Destructions causées par la tempête du 19 juin 1944. Photo : IWM
Le 26 juin toute résistance cesse dans la ville de Cherbourg mais des résistances sporadiques dans l’arsenal se prolongent le lendemain : les combats prennent fin dans le nord du Cotentin à partir du 1er juillet, la remise des installations portuaires commence aussitôt et le premier bateau de transport allié entre dans le port en eau profonde de Cherbourg le 17 juillet 1944.

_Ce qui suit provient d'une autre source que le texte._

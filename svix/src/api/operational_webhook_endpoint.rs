use super::PostOptions;
use crate::client::{Request, Svix};
use crate::error::Result;
use crate::method::RestMethod;
use crate::models::{
    ListResponse, OperationalWebhookEndpointIn, OperationalWebhookEndpointOut,
    OperationalWebhookEndpointSecretIn, OperationalWebhookEndpointSecretOut,
    OperationalWebhookEndpointUpdate, Ordering,
};

#[derive(Debug, Clone, Default)]
pub struct OperationalWebhookEndpointListOptions {
    pub limit: Option<u64>,
    pub iterator: Option<String>,
    pub order: Option<Ordering>,
}

/// Operations on the environment's operational webhook endpoints.
pub struct OperationalWebhookEndpoint<'a> {
    svix: &'a Svix,
}

impl<'a> OperationalWebhookEndpoint<'a> {
    pub(crate) fn new(svix: &'a Svix) -> Self {
        Self { svix }
    }

    pub async fn list(
        &self,
        options: OperationalWebhookEndpointListOptions,
    ) -> Result<ListResponse<OperationalWebhookEndpointOut>> {
        let OperationalWebhookEndpointListOptions {
            limit,
            iterator,
            order,
        } = options;

        Request::new(RestMethod::Get, "/api/v1/operational-webhook/endpoint")
            .with_optional_query_param("limit", limit)
            .with_optional_query_param("iterator", iterator)
            .with_optional_query_param("order", order)
            .execute(self.svix)
            .await
    }

    pub async fn create(
        &self,
        endpoint_in: OperationalWebhookEndpointIn,
        options: PostOptions,
    ) -> Result<OperationalWebhookEndpointOut> {
        Request::new(RestMethod::Post, "/api/v1/operational-webhook/endpoint")
            .with_idempotency_key(options.idempotency_key)
            .with_body(&endpoint_in)
            .execute(self.svix)
            .await
    }

    pub async fn get(
        &self,
        endpoint_id: impl Into<String>,
    ) -> Result<OperationalWebhookEndpointOut> {
        Request::new(
            RestMethod::Get,
            "/api/v1/operational-webhook/endpoint/{endpoint_id}",
        )
        .with_path_param("endpoint_id", endpoint_id)
        .execute(self.svix)
        .await
    }

    pub async fn update(
        &self,
        endpoint_id: impl Into<String>,
        endpoint_update: OperationalWebhookEndpointUpdate,
    ) -> Result<OperationalWebhookEndpointOut> {
        Request::new(
            RestMethod::Put,
            "/api/v1/operational-webhook/endpoint/{endpoint_id}",
        )
        .with_path_param("endpoint_id", endpoint_id)
        .with_body(&endpoint_update)
        .execute(self.svix)
        .await
    }

    pub async fn delete(&self, endpoint_id: impl Into<String>) -> Result<()> {
        Request::new(
            RestMethod::Delete,
            "/api/v1/operational-webhook/endpoint/{endpoint_id}",
        )
        .with_path_param("endpoint_id", endpoint_id)
        .execute(self.svix)
        .await
    }

    /// Gets the secret used to sign this endpoint's webhooks.
    pub async fn get_secret(
        &self,
        endpoint_id: impl Into<String>,
    ) -> Result<OperationalWebhookEndpointSecretOut> {
        Request::new(
            RestMethod::Get,
            "/api/v1/operational-webhook/endpoint/{endpoint_id}/secret",
        )
        .with_path_param("endpoint_id", endpoint_id)
        .execute(self.svix)
        .await
    }

    /// Replaces the signing secret. The previous secret stays valid for 24
    /// hours.
    pub async fn rotate_secret(
        &self,
        endpoint_id: impl Into<String>,
        secret_in: OperationalWebhookEndpointSecretIn,
        options: PostOptions,
    ) -> Result<()> {
        Request::new(
            RestMethod::Post,
            "/api/v1/operational-webhook/endpoint/{endpoint_id}/secret/rotate",
        )
        .with_path_param("endpoint_id", endpoint_id)
        .with_idempotency_key(options.idempotency_key)
        .with_body(&secret_in)
        .execute(self.svix)
        .await
    }
}
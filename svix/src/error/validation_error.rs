//! Request encoding and response decoding errors.

use thiserror::Error;

/// Errors while (de)serializing bodies.
///
/// A decode failure keeps the status and raw body of the response so the
/// caller can see exactly what the service sent.
#[derive(Debug, Error)]
pub enum ValidationError {
    /// The response body did not match the expected schema.
    #[error("failed to decode response (HTTP {status}): {source}")]
    Decode {
        /// The underlying JSON error.
        #[source]
        source: serde_json::Error,
        /// The HTTP status of the response.
        status: u16,
        /// The raw response body.
        body: String,
    },

    /// The request body could not be serialized.
    #[error("failed to encode request body: {0}")]
    Encode(#[source] serde_json::Error),
}

#[cfg(test)]
mod tests {
    use super::*;

    #[test]
    fn test_decode_keeps_status_and_body() {
        let json_err = serde_json::from_str::<serde_json::Value>("not json").unwrap_err();
        let err = ValidationError::Decode {
            source: json_err,
            status: 200,
            body: "not json".to_string(),
        };
        assert!(err.to_string().contains("HTTP 200"));
        assert!(std::error::Error::source(&err).is_some());
    }

    #[test]
    fn test_encode_message() {
        let json_err = serde_json::from_str::<serde_json::Value>("{").unwrap_err();
        let err = ValidationError::Encode(json_err);
        assert!(err.to_string().starts_with("failed to encode request body"));
    }
}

Vue aérienne du port artificiel d’Arromanches. Photo : IWM
Pour Mountbatten et ses ingénieurs, c’est mission accomplie, et avec elle le projet le plus gigantesque et ayant demandé la plus grande prouesse technique de l’histoire du débarquement de Normandie, dont les vestiges peuvent être encore visibles de nos jours (principalement à Arromanches mais, à marée basse, également à Saint-Laurent-sur-Mer.
Le 12 juin 1944, plus de 300 000 hommes, 54 000 véhicules et 104 000 tonnes de ravitaillement sont débarqués à Arromanches. Pendant toute la durée de la bataille de Normandie et pour les deux ports artificiels : ce sont 2 millions et demi d’hommes, 500 000 véhicules et 4 millions de tonnes de matériel qui ont transité par les Mulberries A et B. Durant la dernière semaine de juillet 1944, le trafic atteint son meilleur rendement avec 20 000 tonnes par jour. Le port Mulberry B d’Arromanches est utilisé jusqu’au 19 novembre 1944.